### Task prompt
Could you copy out every line of the data where the word "reading" occurs?

(Beginning of Data provided)

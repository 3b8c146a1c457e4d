//! The mouth: TeX's expander.
//!
//! The mouth consumes the token stream produced by the eyes and yields a
//! stream in which every expandable primitive and every user macro has been
//! expanded. Expansion is a rewriting process: expanding a token pushes its
//! replacement to the front of the input, and reading continues with the
//! replaced tokens.
//!
//! The mouth's input is a stack of levels, one per `\input` file. Each level
//! owns its eyes plus a pushback stack of pending tokens; reads pop pending
//! tokens first and fall back to the eyes. Ending a level (end of file or
//! `\endinput`) resumes the including level, which is exactly the snapshot
//! restoration the `\input` primitive requires.

mod conditional;
mod def;
mod expansion;
mod streams;
mod the;

pub use streams::ExpandedStream;
pub use streams::HasEnvironment;
pub use streams::RawStream;

use crate::command::Command;
use crate::command::Primitive;
use crate::env::Environment;
use crate::error::Error;
use crate::eyes::Eyes;
use crate::source::FileSystem;
use crate::source::Position;
use crate::texmacro;
use crate::token::Token;

struct Level {
    eyes: Eyes,
    // Pushback stack: the next token is the last element.
    pending: Vec<Token>,
}

pub(crate) use conditional::Branch;

/// The result of expanding one command.
enum Outcome {
    /// The command expanded; its replacement (possibly empty) is at the
    /// front of the input.
    Expanded,
    /// The command produced a token that must be yielded as-is, without
    /// re-entering the expansion loop. Used by `\noexpand`.
    Yield(Token),
    /// The command is not expandable and passes through.
    PassThrough(Token),
}

/// The mouth.
pub struct Mouth {
    levels: Vec<Level>,
    env: Environment,
    expand: bool,
    conditionals: Vec<Branch>,
    job_name: String,
    file_system: Box<dyn FileSystem>,
    next_source_index: u16,
    last_position: Position,
}

impl Mouth {
    /// Create a mouth reading the provided source code.
    pub fn new(
        source_name: &str,
        source_code: String,
        env: Environment,
        file_system: Box<dyn FileSystem>,
        job_name: String,
    ) -> Mouth {
        Mouth {
            levels: vec![Level {
                eyes: Eyes::new(source_name, source_code, 0),
                pending: Vec::new(),
            }],
            env,
            expand: true,
            conditionals: Vec::new(),
            job_name,
            file_system,
            next_source_index: 1,
            last_position: Position::default(),
        }
    }

    pub fn env(&self) -> &Environment {
        &self.env
    }

    pub fn env_mut(&mut self) -> &mut Environment {
        &mut self.env
    }

    pub fn job_name(&self) -> &str {
        &self.job_name
    }

    /// The position of the most recently read token. Used for positioning
    /// end-of-input errors.
    pub fn position(&self) -> Position {
        self.last_position
    }

    /// Get the next token, expanded if expansion is currently enabled.
    pub fn next(&mut self) -> crate::Result<Option<Token>> {
        if self.expand {
            self.next_expanded()
        } else {
            self.next_raw()
        }
    }

    /// True if macro expansion is currently enabled.
    pub fn expansion_enabled(&self) -> bool {
        self.expand
    }

    /// Enable or disable macro expansion, returning the previous setting.
    ///
    /// Expansion is disabled while binding macro arguments and while reading
    /// `\def` parameter and replacement texts.
    pub fn set_expansion_enabled(&mut self, enabled: bool) -> bool {
        std::mem::replace(&mut self.expand, enabled)
    }

    /// Push a token to the front of the input.
    pub fn push_front(&mut self, token: Token) {
        self.current_level().pending.push(token);
    }

    /// Push a sequence of tokens to the front of the input. The first token
    /// of the slice will be the next token read.
    pub fn push_expansion<I>(&mut self, tokens: I)
    where
        I: IntoIterator<Item = Token>,
        I::IntoIter: DoubleEndedIterator,
    {
        let pending = &mut self.current_level().pending;
        for token in tokens.into_iter().rev() {
            pending.push(token);
        }
    }

    fn current_level(&mut self) -> &mut Level {
        self.levels.last_mut().expect("the input level stack is never empty")
    }

    /// Get the next token without expansion.
    pub fn next_raw(&mut self) -> crate::Result<Option<Token>> {
        loop {
            let level = self
                .levels
                .last_mut()
                .expect("the input level stack is never empty");
            if let Some(token) = level.pending.pop() {
                self.last_position = token.position();
                return Ok(Some(token));
            }
            match level.eyes.next(&self.env)? {
                Some(token) => {
                    self.last_position = token.position();
                    return Ok(Some(token));
                }
                None => {
                    // The root level is kept so that tokens can still be
                    // pushed back (and re-read) after the input ends.
                    if self.levels.len() == 1 {
                        return Ok(None);
                    }
                    self.levels.pop();
                }
            }
        }
    }

    /// Get the next token without expansion, erroring at end of input.
    pub fn next_raw_or_err(&mut self, doing: &str) -> crate::Result<Token> {
        match self.next_raw()? {
            Some(token) => Ok(token),
            None => Err(Error::new_end_of_input(self.last_position, doing)),
        }
    }

    /// Get the next token, expanding the front of the input as needed.
    pub fn next_expanded(&mut self) -> crate::Result<Option<Token>> {
        loop {
            let token = match self.next_raw()? {
                None => return Ok(None),
                Some(token) => token,
            };
            let command = match token.command_ref() {
                None => return Ok(Some(token)),
                Some(command_ref) => self.env.command(command_ref).cloned(),
            };
            match command {
                None => return Ok(Some(token)),
                Some(Command::Macro(tex_macro)) => {
                    texmacro::call(&tex_macro, &token, self)?;
                }
                Some(Command::Primitive(primitive)) => {
                    match self.expand_primitive(primitive, token)? {
                        Outcome::Expanded => {}
                        Outcome::Yield(token) | Outcome::PassThrough(token) => {
                            return Ok(Some(token));
                        }
                    }
                }
                Some(_) => return Ok(Some(token)),
            }
        }
    }

    /// Expand the token at the front of the input exactly once. Returns
    /// false if the front token is not expandable (it is left in place).
    pub fn expand_once(&mut self) -> crate::Result<bool> {
        let token = match self.next_raw()? {
            None => return Ok(false),
            Some(token) => token,
        };
        let command = match token.command_ref() {
            None => None,
            Some(command_ref) => self.env.command(command_ref).cloned(),
        };
        match command {
            Some(Command::Macro(tex_macro)) => {
                texmacro::call(&tex_macro, &token, self)?;
                Ok(true)
            }
            Some(Command::Primitive(primitive)) if primitive_expands(primitive) => {
                match self.expand_primitive(primitive, token)? {
                    Outcome::Expanded => Ok(true),
                    Outcome::Yield(token) | Outcome::PassThrough(token) => {
                        self.push_front(token);
                        Ok(true)
                    }
                }
            }
            _ => {
                self.push_front(token);
                Ok(false)
            }
        }
    }

    fn expand_primitive(&mut self, primitive: Primitive, token: Token) -> crate::Result<Outcome> {
        use Primitive::*;
        match primitive {
            Def | Edef | Gdef | Xdef | Global | Long | Outer => {
                def::run(self, primitive, token)?;
            }
            Number => the::number(self, &token)?,
            RomanNumeral => the::roman_numeral(self, &token)?,
            String => the::string(self, &token)?,
            JobName => the::job_name(self, &token)?,
            FontName => the::font_name(self, &token)?,
            Meaning => the::meaning(self, &token)?,
            The => the::the(self, &token)?,
            CsName => expansion::cs_name(self, &token)?,
            EndCsName => {
                return Err(Error::new_token(
                    token,
                    "extra \\endcsname without matching \\csname",
                ));
            }
            ExpandAfter => expansion::expand_after(self, &token)?,
            NoExpand => {
                let next = self.next_raw_or_err(
                    "determining which token to suppress expansion for",
                )?;
                return Ok(Outcome::Yield(next));
            }
            Input => expansion::input(self, &token)?,
            EndInput => expansion::end_input(self),
            If | IfCat | IfX | IfNum | IfDim | IfOdd | IfVMode | IfHMode | IfMMode | IfInner => {
                conditional::execute(self, primitive, &token)?;
            }
            Else => conditional::else_encountered(self, &token)?,
            Fi => conditional::fi_encountered(self, &token)?,
            Relax | Par => return Ok(Outcome::PassThrough(token)),
        }
        Ok(Outcome::Expanded)
    }

    /// Push a new input level for `\input`.
    fn push_input_level(&mut self, name: &str, source_code: String) {
        let index = self.next_source_index;
        self.next_source_index += 1;
        self.levels.push(Level {
            eyes: Eyes::new(name, source_code, index),
            pending: Vec::new(),
        });
    }

    /// End the current input level after its current line, for `\endinput`.
    fn end_current_level(&mut self) {
        if let Some(level) = self.levels.last_mut() {
            level.eyes.end_after_current_line();
        }
    }

    pub(crate) fn conditionals_mut(&mut self) -> &mut Vec<Branch> {
        &mut self.conditionals
    }

    /// Push the characters of a string as tokens, in the manner of
    /// `\string`: Other category, except spaces which keep the Space
    /// category. The provided position is attached to each token.
    pub(crate) fn push_string(&mut self, s: &str, position: Position) {
        let pending = &mut self.current_level().pending;
        for c in s.chars().rev() {
            let token = match c {
                ' ' => Token::new_space(' ', position),
                _ => Token::new_other(c, position),
            };
            pending.push(token);
        }
    }
}

/// True for primitives that are expandable: the ones [Mouth::expand_once]
/// should act on. `\relax` and `\par` pass through unchanged.
fn primitive_expands(primitive: Primitive) -> bool {
    !matches!(primitive, Primitive::Relax | Primitive::Par)
}

#[cfg(test)]
mod tests {
    use crate::testing::*;

    expansion_test![non_expandable_tokens_pass_through, r"a \relax b", r"a \relax b"];
    expansion_test![undefined_control_sequence_passes_through, r"\boop", r"\boop"];
    expansion_test![par_passes_through, "a\n\nb", r"a \par b"];

    expansion_failure_test![extra_endcsname, r"\endcsname"];
}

(End of Data provided)

### Solution to the problem
//! replacement to the front of the input, and reading continues with the
    /// Create a mouth reading the provided source code.
    /// Expansion is disabled while binding macro arguments and while reading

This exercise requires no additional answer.